Extracted records:
// Copyright 2025 the Sapling Authors
// SPDX-License-Identifier: Apache-2.0 OR MIT

//! Horizontal and vertical stacks with priority-ordered flexible space.
//!
//! Both stacks run the same algorithm along their own axis:
//!
//! 1. Measure every child's minimum (zero proposal), ideal (unspecified
//!    proposal) and maximum (infinite proposal) length along the axis.
//! 2. An unspecified proposal sizes every child to its ideal length.
//! 3. Otherwise every child starts at its minimum and the space left after
//!    minimums and spacing is handed out by priority, highest first: first
//!    growing children toward their ideal length, then toward their maximum.
//!    Within a priority group the space is split evenly and re-split while
//!    some children are capped.

use alloc::vec::Vec;

use kurbo::{Point, Rect, Size};
use sapling_animatable::{Animatable, EmptyAnimatableData};
use smallvec::SmallVec;

use crate::{
    Axis, EdgeSet, HorizontalAlignment, Layout, LayoutProperties, ProposedViewSize, Subviews,
    UnitPoint, VerticalAlignment, ViewDimensions, ViewSpacing, sanitize_length,
};

/// Space below this threshold is treated as exhausted.
const EPSILON: f64 = 1e-5;

/// Cache shared by [`HStackLayout`] and [`VStackLayout`].
#[derive(Clone, Debug, Default, PartialEq)]
pub struct StackLayoutCache {
    /// Layout priority of each child.
    pub priorities: Vec<f64>,
    /// Spacing preferences of each child.
    pub spacings: Vec<ViewSpacing>,
    /// Gap placed before each child. The first entry is always zero.
    pub subview_spacings: Vec<f64>,
}

impl StackLayoutCache {
    fn rebuild(&mut self, axis: Axis, spacing: Option<f64>, subviews: &mut dyn Subviews) {
        let count = subviews.len();
        self.priorities.clear();
        self.spacings.clear();
        self.subview_spacings.clear();
        for index in 0..count {
            self.priorities.push(subviews.priority(index));
            self.spacings.push(subviews.spacing(index));
        }
        for index in 0..count {
            let gap = if index == 0 {
                0.0
            } else if let Some(spacing) = spacing {
                spacing
            } else {
                self.spacings[index - 1].distance(&self.spacings[index], axis)
            };
            self.subview_spacings.push(gap);
        }
    }

    fn total_spacing(&self) -> f64 {
        self.subview_spacings.iter().sum()
    }

    /// Spacing of the stack as a whole: the cross edges of every child, the
    /// leading edge of the first child and the trailing edge of the last.
    fn stack_spacing(&self, axis: Axis) -> ViewSpacing {
        let (cross_edges, start_edge, end_edge) = match axis {
            Axis::Horizontal => (EdgeSet::VERTICAL, EdgeSet::LEADING, EdgeSet::TRAILING),
            Axis::Vertical => (EdgeSet::HORIZONTAL, EdgeSet::TOP, EdgeSet::BOTTOM),
        };
        let last = self.spacings.len().saturating_sub(1);
        let mut spacing = ViewSpacing::ZERO;
        for (index, child) in self.spacings.iter().enumerate() {
            let mut edges = cross_edges;
            if index == 0 {
                edges |= start_edge;
            }
            if index == last {
                edges |= end_edge;
            }
            spacing.form_union(child, edges);
        }
        spacing
    }
}

/// Grows the children of one priority group toward `limits`.
fn grow_group(lengths: &mut [f64], limits: &[f64], group: &[usize], remaining: &mut f64) {
    let mut flexible: SmallVec<[usize; 8]> = group
        .iter()
        .copied()
        .filter(|&i| lengths[i] < limits[i])
        .collect();

    if remaining.is_infinite() {
        // Unbounded space: every child takes its limit outright.
        for i in flexible {
            lengths[i] = limits[i];
        }
        return;
    }

    while *remaining > EPSILON && !flexible.is_empty() {
        let share = *remaining / flexible.len() as f64;
        let mut distributed = 0.0;
        for &i in &flexible {
            let give = share.min(limits[i] - lengths[i]);
            lengths[i] += give;
            distributed += give;
        }
        *remaining -= distributed;
        if distributed < EPSILON {
            break;
        }
        flexible.retain(|i| lengths[*i] < limits[*i]);
    }
}

/// Chooses each child's length along `axis` for `proposal`.
fn stack_lengths(
    axis: Axis,
    proposal: ProposedViewSize,
    subviews: &mut dyn Subviews,
    cache: &StackLayoutCache,
) -> Vec<f64> {
    let count = subviews.len();
    let across = proposal.along(axis.cross());
    let mut measure = |index: usize, along: Option<f64>| {
        let size = subviews.size_that_fits(index, ProposedViewSize::from_axis(axis, along, across));
        sanitize_length(axis.length(size))
    };

    let mut min = Vec::with_capacity(count);
    let mut ideal = Vec::with_capacity(count);
    let mut max = Vec::with_capacity(count);
    for index in 0..count {
        min.push(measure(index, Some(0.0)));
        ideal.push(measure(index, None));
        max.push(measure(index, Some(f64::INFINITY)));
    }

    let Some(available) = proposal.along(axis) else {
        return ideal;
    };

    let mut remaining = available - min.iter().sum::<f64>() - cache.total_spacing();
    if remaining.is_nan() || remaining <= 0.0 {
        return min;
    }

    let mut priorities: SmallVec<[f64; 4]> = cache.priorities.iter().copied().collect();
    priorities.sort_by(|a, b| b.total_cmp(a));
    priorities.dedup();

    let groups: SmallVec<[SmallVec<[usize; 8]>; 4]> = priorities
        .iter()
        .map(|&priority| {
            (0..count)
                .filter(|&i| cache.priorities.get(i).copied().unwrap_or(0.0) == priority)
                .collect()
        })
        .collect();

    let mut lengths = min;
    for group in &groups {
        grow_group(&mut lengths, &ideal, group, &mut remaining);
    }
    for group in &groups {
        grow_group(&mut lengths, &max, group, &mut remaining);
    }
    lengths
}

fn stack_size(
    axis: Axis,
    proposal: ProposedViewSize,
    subviews: &mut dyn Subviews,
    cache: &StackLayoutCache,
) -> Size {
    let lengths = stack_lengths(axis, proposal, subviews, cache);
    let across = proposal.along(axis.cross());
    let mut cross: f64 = 0.0;
    for (index, &length) in lengths.iter().enumerate() {
        let size =
            subviews.size_that_fits(index, ProposedViewSize::from_axis(axis, Some(length), across));
        cross = cross.max(sanitize_length(axis.cross().length(size)));
    }
    let along = lengths.iter().sum::<f64>() + cache.total_spacing();
    axis.size(sanitize_length(along), cross)
}

/// Places children along `axis`, lining up the cross-axis guide reported by `guide`.
fn place_stack(
    axis: Axis,
    bounds: Rect,
    subviews: &mut dyn Subviews,
    cache: &StackLayoutCache,
    guide: impl Fn(&ViewDimensions) -> f64,
) {
    let proposal = ProposedViewSize::from_size(bounds.size());
    let lengths = stack_lengths(axis, proposal, subviews, cache);
    let across = proposal.along(axis.cross());

    let mut max_ascent: f64 = 0.0;
    let mut max_descent: f64 = 0.0;
    let mut ascents: SmallVec<[f64; 8]> = SmallVec::with_capacity(lengths.len());
    for (index, &length) in lengths.iter().enumerate() {
        let child = ProposedViewSize::from_axis(axis, Some(length), across);
        let dimensions = subviews.dimensions(index, child);
        let ascent = guide(&dimensions);
        let descent = axis.cross().length(dimensions.size()) - ascent;
        max_ascent = max_ascent.max(ascent);
        max_descent = max_descent.max(descent);
        ascents.push(ascent);
    }

    let cross_origin = axis.cross().coordinate(bounds.origin());
    let cross_extent = axis.cross().length(bounds.size());
    let content_start = cross_origin + (cross_extent - (max_ascent + max_descent)) * 0.5;
    let guide_line = content_start + max_ascent;

    let mut offset = axis.coordinate(bounds.origin());
    for (index, &length) in lengths.iter().enumerate() {
        offset += cache.subview_spacings.get(index).copied().unwrap_or(0.0);
        let child = ProposedViewSize::from_axis(axis, Some(length), across);
        let position: Point = axis.point(offset, guide_line - ascents[index]);
        subviews.place(index, position, UnitPoint::TOP_LEADING, child);
        offset += length;
    }
}

/// Arranges children left to right.
///
/// ```
/// use sapling_layout::{HStackLayout, VerticalAlignment};
///
/// let stack = HStackLayout::new(VerticalAlignment::Top, Some(8.0));
/// assert_eq!(stack.spacing, Some(8.0));
/// ```
#[derive(Clone, Copy, Debug, Default, PartialEq)]
pub struct HStackLayout {
    /// Guide children are lined up on.
    pub alignment: VerticalAlignment,
    /// Gap between adjacent children, or `None` to use their spacing preferences.
    pub spacing: Option<f64>,
}

impl HStackLayout {
    /// Creates a horizontal stack.
    #[must_use]
    pub const fn new(alignment: VerticalAlignment, spacing: Option<f64>) -> Self {
        Self { alignment, spacing }
    }
}

impl Layout for HStackLayout {
    type Cache = StackLayoutCache;

    fn layout_properties(&self) -> LayoutProperties {
        LayoutProperties {
            stack_orientation: Some(Axis::Horizontal),
        }
    }

    fn make_cache(&self, subviews: &mut dyn Subviews) -> StackLayoutCache {
        let mut cache = StackLayoutCache::default();
        self.update_cache(&mut cache, subviews);
        cache
    }

    fn update_cache(&self, cache: &mut StackLayoutCache, subviews: &mut dyn Subviews) {
        cache.rebuild(Axis::Horizontal, self.spacing, subviews);
    }

    fn spacing(&self, _: &mut dyn Subviews, cache: &mut StackLayoutCache) -> ViewSpacing {
        cache.stack_spacing(Axis::Horizontal)
    }

    fn size_that_fits(
        &self,
        proposal: ProposedViewSize,
        subviews: &mut dyn Subviews,
        cache: &mut StackLayoutCache,
    ) -> Size {
        stack_size(Axis::Horizontal, proposal, subviews, cache)
    }

    fn place_subviews(
        &self,
        bounds: Rect,
        _: ProposedViewSize,
        subviews: &mut dyn Subviews,
        cache: &mut StackLayoutCache,
    ) {
        let alignment = self.alignment;
        place_stack(Axis::Horizontal, bounds, subviews, cache, |d| {
            d.vertical(alignment)
        });
    }
}

impl Animatable for HStackLayout {
    type AnimatableData = EmptyAnimatableData;

    fn animatable_data(&self) -> EmptyAnimatableData {
        EmptyAnimatableData
    }

    fn set_animatable_data(&mut self, _: EmptyAnimatableData) {}
}

/// Arranges children top to bottom.
#[derive(Clone, Copy, Debug, Default, PartialEq)]
pub struct VStackLayout {
    /// Guide children are lined up on.
    pub alignment: HorizontalAlignment,
    /// Gap between adjacent children, or `None` to use their spacing preferences.
    pub spacing: Option<f64>,
}

impl VStackLayout {
    /// Creates a vertical stack.
    #[must_use]
    pub const fn new(alignment: HorizontalAlignment, spacing: Option<f64>) -> Self {
        Self { alignment, spacing }
    }
}

impl Layout for VStackLayout {
    type Cache = StackLayoutCache;

    fn layout_properties(&self) -> LayoutProperties {
        LayoutProperties {
            stack_orientation: Some(Axis::Vertical),
        }
    }

    fn make_cache(&self, subviews: &mut dyn Subviews) -> StackLayoutCache {
        let mut cache = StackLayoutCache::default();
        self.update_cache(&mut cache, subviews);
        cache
    }

    fn update_cache(&self, cache: &mut StackLayoutCache, subviews: &mut dyn Subviews) {
        cache.rebuild(Axis::Vertical, self.spacing, subviews);
    }

    fn spacing(&self, _: &mut dyn Subviews, cache: &mut StackLayoutCache) -> ViewSpacing {
        cache.stack_spacing(Axis::Vertical)
    }

    fn size_that_fits(
        &self,
        proposal: ProposedViewSize,
        subviews: &mut dyn Subviews,
        cache: &mut StackLayoutCache,
    ) -> Size {
        stack_size(Axis::Vertical, proposal, subviews, cache)
    }

    fn place_subviews(
        &self,
        bounds: Rect,
        _: ProposedViewSize,
        subviews: &mut dyn Subviews,
        cache: &mut StackLayoutCache,
    ) {
        let alignment = self.alignment;
        place_stack(Axis::Vertical, bounds, subviews, cache, |d| {
            d.horizontal(alignment)
        });
    }
}

impl Animatable for VStackLayout {
    type AnimatableData = EmptyAnimatableData;

    fn animatable_data(&self) -> EmptyAnimatableData {
        EmptyAnimatableData
    }

    fn set_animatable_data(&mut self, _: EmptyAnimatableData) {}
}

#[cfg(test)]
mod tests {
    use super::*;

    #[test]
    fn grow_group_splits_evenly_and_resplits_after_caps() {
        let mut lengths = [0.0, 0.0, 0.0];
        let limits = [10.0, 100.0, 100.0];
        let mut remaining = 110.0;
        grow_group(&mut lengths, &limits, &[0, 1, 2], &mut remaining);
        for (got, want) in lengths.iter().zip([10.0, 50.0, 50.0]) {
            assert!((got - want).abs() < 1e-9, "{lengths:?}");
        }
        assert!(remaining.abs() < EPSILON);
    }

    #[test]
    fn grow_group_with_unbounded_space_takes_limits() {
        let mut lengths = [0.0, 5.0];
        let limits = [20.0, f64::INFINITY];
        let mut remaining = f64::INFINITY;
        grow_group(&mut lengths, &limits, &[0, 1], &mut remaining);
        assert_eq!(lengths, [20.0, f64::INFINITY]);
        assert!(remaining.is_infinite(), "no inf - inf arithmetic");
    }

    #[test]
    fn grow_group_ignores_other_groups() {
        let mut lengths = [0.0, 0.0];
        let limits = [50.0, 50.0];
        let mut remaining = 30.0;
        grow_group(&mut lengths, &limits, &[1], &mut remaining);
        assert_eq!(lengths, [0.0, 30.0]);
    }

    #[test]
    fn stack_spacing_unions_edges_by_position() {
        let cache = StackLayoutCache {
            priorities: alloc::vec![0.0, 0.0],
            spacings: alloc::vec![
                ViewSpacing::new(1.0, 2.0, 3.0, 4.0),
                ViewSpacing::new(5.0, 6.0, 7.0, 8.0),
            ],
            subview_spacings: alloc::vec![0.0, 6.0],
        };
        assert_eq!(
            cache.stack_spacing(Axis::Horizontal),
            ViewSpacing::new(5.0, 2.0, 7.0, 8.0)
        );
        assert_eq!(
            cache.stack_spacing(Axis::Vertical),
            ViewSpacing::new(1.0, 6.0, 7.0, 8.0)
        );
    }
}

BRIEF>
In your reply, restate exactly the lines from the start of the records above through the line holding "highest first: first", including both, and nothing else.

TASK OUTPUT>
// Copyright 2025 the Sapling Authors
// SPDX-License-Identifier: Apache-2.0 OR MIT

//! Horizontal and vertical stacks with priority-ordered flexible space.
//!
//! Both stacks run the same algorithm along their own axis:
//!
//! 1. Measure every child's minimum (zero proposal), ideal (unspecified
//!    proposal) and maximum (infinite proposal) length along the axis.
//! 2. An unspecified proposal sizes every child to its ideal length.
//! 3. Otherwise every child starts at its minimum and the space left after
//!    minimums and spacing is handed out by priority, highest first: first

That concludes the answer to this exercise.